We’re running around like April fools now that spring has arrived on the farm. The men are loading lorries, dispatching the last of the corn which is still in the barns, and when the barns are empty they’ll have to be cleaned and readied for this year’s harvest. The lorries arrive at random times and often with little warning. Sometimes our early wake-up call is from a driver who needs ‘talking in’ from whatever situation his sat nav has landed him in: “I followed the postcode, but it’s taken me to a pub/tree/housing estate…” Much like our internet connection and mobile signal, it seems satellite navigation can only be relied on in cities.
This year’s crop is still green in the fields and, as the earth warms up, needs tending with nutrients and never-ending pest control. The autumn drought in the east of England, followed by an onslaught of pigeons and deer, has hammered our oilseed rape this year. We’re nurturing it, and trying to remain optimistic. There are hopeful buds on the plants, and only time will tell if they come to abundant fruition.
Back at the farmhouse, it’s also the end of the tax year, so alongside tidying barns we’re tidying paperwork too. Filling in forms while the hedgerows bud, scabbling data together on rainy days when the land is too wet to run on and the lorries aren’t queuing up.
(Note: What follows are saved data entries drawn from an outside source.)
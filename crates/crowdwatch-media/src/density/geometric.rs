//! Model-free blob counting.

use image::GrayImage;
use opencv::core::{Mat, Point, Size, Vector};
use opencv::imgproc;

use super::{DensityEstimate, DensityEstimator};
use crate::cv;
use crate::error::{MediaError, MediaResult};
use crate::frame::Frame;

/// Gaussian blur, binarize, count outer contours.
#[derive(Debug, Clone)]
pub struct GeometricDensity {
    /// Odd Gaussian kernel side; 0 or 1 disables blurring.
    pub blur_kernel: i32,
    /// Pixels strictly above this value are foreground.
    pub threshold: u8,
}

impl Default for GeometricDensity {
    fn default() -> Self {
        Self {
            blur_kernel: 5,
            threshold: 127,
        }
    }
}

impl GeometricDensity {
    /// Count blobs of a grayscale image.
    ///
    /// Blobs nested inside the hole of another blob are not counted.
    pub fn count_blobs(&self, gray: &GrayImage) -> MediaResult<usize> {
        let failed =
            |e: opencv::Error| MediaError::inference_failed(format!("Blob counting failed: {e}"));

        let src = cv::gray_mat(gray).map_err(failed)?;
        let blurred = if self.blur_kernel > 1 {
            let mut blurred = Mat::default();
            imgproc::gaussian_blur_def(
                &src,
                &mut blurred,
                Size::new(self.blur_kernel, self.blur_kernel),
                0.0,
            )
            .map_err(failed)?;
            blurred
        } else {
            src
        };

        let mut mask = Mat::default();
        imgproc::threshold(
            &blurred,
            &mut mask,
            self.threshold as f64,
            255.0,
            imgproc::THRESH_BINARY,
        )
        .map_err(failed)?;

        let mut contours = Vector::<Vector<Point>>::new();
        imgproc::find_contours_def(
            &mask,
            &mut contours,
            imgproc::RETR_EXTERNAL,
            imgproc::CHAIN_APPROX_SIMPLE,
        )
        .map_err(failed)?;
        Ok(contours.len())
    }
}

impl DensityEstimator for GeometricDensity {
    fn name(&self) -> &'static str {
        "geometric"
    }

    fn estimate(&self, frame: &Frame) -> MediaResult<DensityEstimate> {
        Ok(DensityEstimate::count(
            self.count_blobs(&frame.to_gray())? as f64,
        ))
    }
}
//! Decoded video frames.

use std::path::Path;

use image::{DynamicImage, GrayImage, RgbImage};

use crate::error::{MediaError, MediaResult};

/// A decoded RGB frame with its position in the stream.
#[derive(Debug, Clone)]
pub struct Frame {
    /// 0-based index within the stream.
    pub index: u64,
    /// Presentation time in milliseconds since stream start.
    pub timestamp_ms: u64,
    pub image: RgbImage,
}

impl Frame {
    pub fn new(index: u64, timestamp_ms: u64, image: RgbImage) -> Self {
        Self {
            index,
            timestamp_ms,
            image,
        }
    }

    /// Build a frame from packed RGB24 bytes.
    pub fn from_rgb24(
        index: u64,
        timestamp_ms: u64,
        width: u32,
        height: u32,
        data: Vec<u8>,
    ) -> MediaResult<Self> {
        let expected = width as usize * height as usize * 3;
        if data.len() != expected {
            return Err(MediaError::input_decode(format!(
                "Invalid frame data length: expected {}, got {}",
                expected,
                data.len()
            )));
        }
        let image = RgbImage::from_raw(width, height, data)
            .ok_or_else(|| MediaError::input_decode("Failed to create image buffer"))?;
        Ok(Self::new(index, timestamp_ms, image))
    }

    /// Decode an encoded image (JPEG, PNG, ...) held in memory.
    pub fn decode(index: u64, timestamp_ms: u64, bytes: &[u8]) -> MediaResult<Self> {
        if bytes.is_empty() {
            return Err(MediaError::input_decode("Could not decode frame: empty input"));
        }
        let image = image::load_from_memory(bytes)
            .map_err(|e| MediaError::input_decode(format!("Could not decode frame: {e}")))?;
        Ok(Self::new(index, timestamp_ms, image.to_rgb8()))
    }

    /// Read and decode an image file.
    pub fn open(index: u64, timestamp_ms: u64, path: &Path) -> MediaResult<Self> {
        if !path.exists() {
            return Err(MediaError::FileNotFound(path.to_path_buf()));
        }
        let image = image::open(path).map_err(|e| {
            MediaError::input_decode(format!("Could not read frame from {}: {e}", path.display()))
        })?;
        Ok(Self::new(index, timestamp_ms, image.to_rgb8()))
    }

    pub fn width(&self) -> u32 {
        self.image.width()
    }

    pub fn height(&self) -> u32 {
        self.image.height()
    }

    /// Luma conversion used by all grayscale extractors.
    pub fn to_gray(&self) -> GrayImage {
        DynamicImage::ImageRgb8(self.image.clone()).to_luma8()
    }
}
#[cfg(test)]
mod tests {
    use super::*;
    use serde_json::json;

    fn request() -> SchemaRequest {
        SchemaRequest::new(
            "characters",
            json!({"type": "object"}),
            json!({"type": "OBJECT"}),
        )
    }

    #[test]
    fn provider_key_vars() {
        assert_eq!(Provider::Gemini.key_var(), "GEMINI_API_KEY");
        assert_eq!(Provider::OpenRouter.key_var(), "OPENROUTER_API_KEY");
    }

    #[test]
    fn client_uses_provider_default_model() {
        let client = Client::new(Provider::Gemini, "test-key");
        assert_eq!(client.model(), GEMINI_DEFAULT_MODEL);

        let client = Client::new(Provider::OpenRouter, "test-key");
        assert_eq!(client.model(), OPENROUTER_DEFAULT_MODEL);
    }

    #[test]
    fn with_model_overrides_default() {
        let client = Client::new(Provider::Gemini, "test-key").with_model("gemini-1.5-pro");
        assert_eq!(client.model(), "gemini-1.5-pro");
        assert_eq!(client.provider(), Provider::Gemini);
    }

    #[test]
    fn request_builder_sets_fields() {
        let request = request()
            .with_system("You are a test.")
            .with_user("Hello")
            .with_temperature(0.3);
        assert_eq!(request.system, "You are a test.");
        assert_eq!(request.user, "Hello");
        assert_eq!(request.temperature, 0.3);
        assert_eq!(request.schema_name, "characters");
    }

    #[test]
    fn chat_request_serializes_response_format() {
        let request = request().with_system("sys").with_user("usr");
        let body = ChatRequest {
            model: "google/gemini-2.0-flash-exp:free",
            messages: vec![
                ChatMessage {
                    role: "system",
                    content: &request.system,
                },
                ChatMessage {
                    role: "user",
                    content: &request.user,
                },
            ],
            temperature: request.temperature,
            response_format: ResponseFormat {
                kind: "json_schema",
                json_schema: JsonSchemaFormat {
                    name: &request.schema_name,
                    strict: true,
                    schema: &request.json_schema,
                },
            },
        };

        let value = serde_json::to_value(&body).unwrap();
        assert_eq!(value["response_format"]["type"], "json_schema");
        assert_eq!(value["response_format"]["json_schema"]["name"], "characters");
        assert_eq!(value["response_format"]["json_schema"]["strict"], true);
        assert_eq!(value["messages"][0]["role"], "system");
    }

    #[test]
    fn generate_request_serializes_generation_config() {
        let request = request().with_system("sys").with_user("usr");
        let body = GenerateRequest {
            system_instruction: Some(GeminiContent {
                role: None,
                parts: vec![GeminiPart {
                    text: &request.system,
                }],
            }),
            contents: vec![GeminiContent {
                role: Some("user"),
                parts: vec![GeminiPart {
                    text: &request.user,
                }],
            }],
            generation_config: GenerationConfig {
                temperature: 0.7,
                response_mime_type: "application/json",
                response_schema: &request.gemini_schema,
            },
        };

        let value = serde_json::to_value(&body).unwrap();
        assert_eq!(
            value["generationConfig"]["responseMimeType"],
            "application/json"
        );
        assert_eq!(value["generationConfig"]["responseSchema"]["type"], "OBJECT");
        assert_eq!(value["systemInstruction"]["parts"][0]["text"], "sys");
        assert!(value["systemInstruction"].get("role").is_none());
    }

    #[test]
    fn parse_chat_body_extracts_content() {
        let body = json!({
            "choices": [{"message": {"role": "assistant", "content": "{\"ok\": true}"}}]
        })
        .to_string();
        assert_eq!(parse_chat_body(&body).unwrap(), "{\"ok\": true}");
    }

    #[test]
    fn parse_chat_body_surfaces_embedded_error() {
        let body = json!({
            "error": {"code": 429, "message": "rate limited"}
        })
        .to_string();
        match parse_chat_body(&body) {
            Err(Error::Api { status, message }) => {
                assert_eq!(status, 429);
                assert_eq!(message, "rate limited");
            }
            other => panic!("expected Api error, got {other:?}"),
        }
    }

    #[test]
    fn parse_chat_body_empty_choices() {
        let body = json!({"choices": []}).to_string();
        assert!(matches!(parse_chat_body(&body), Err(Error::Empty)));
    }

    #[test]
    fn parse_generate_body_joins_parts() {
        let body = json!({
            "candidates": [{
                "content": {"parts": [{"text": "{\"characters\""}, {"text": ": []}"}]}
            }]
        })
        .to_string();
        assert_eq!(parse_generate_body(&body).unwrap(), "{\"characters\": []}");
    }

    #[test]
    fn parse_generate_body_no_candidates() {
        let body = json!({"candidates": []}).to_string();
        assert!(matches!(parse_generate_body(&body), Err(Error::Empty)));
    }
}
Thrown into the mix of April madness there’s Easter, and work on our barn conversion scheduled to start any minute. Preparations which require thinking ahead, another barn to be cleared, foundations to be excavated and a row of hideously overgrown Leylandii (planted to shield the stable from a westerly wind) which have to be taken down before we can get going.
And then there’s the biggest time consumer of them all: Barley the puppy, who’s got us all spinning like April fools.
Writing? No chance.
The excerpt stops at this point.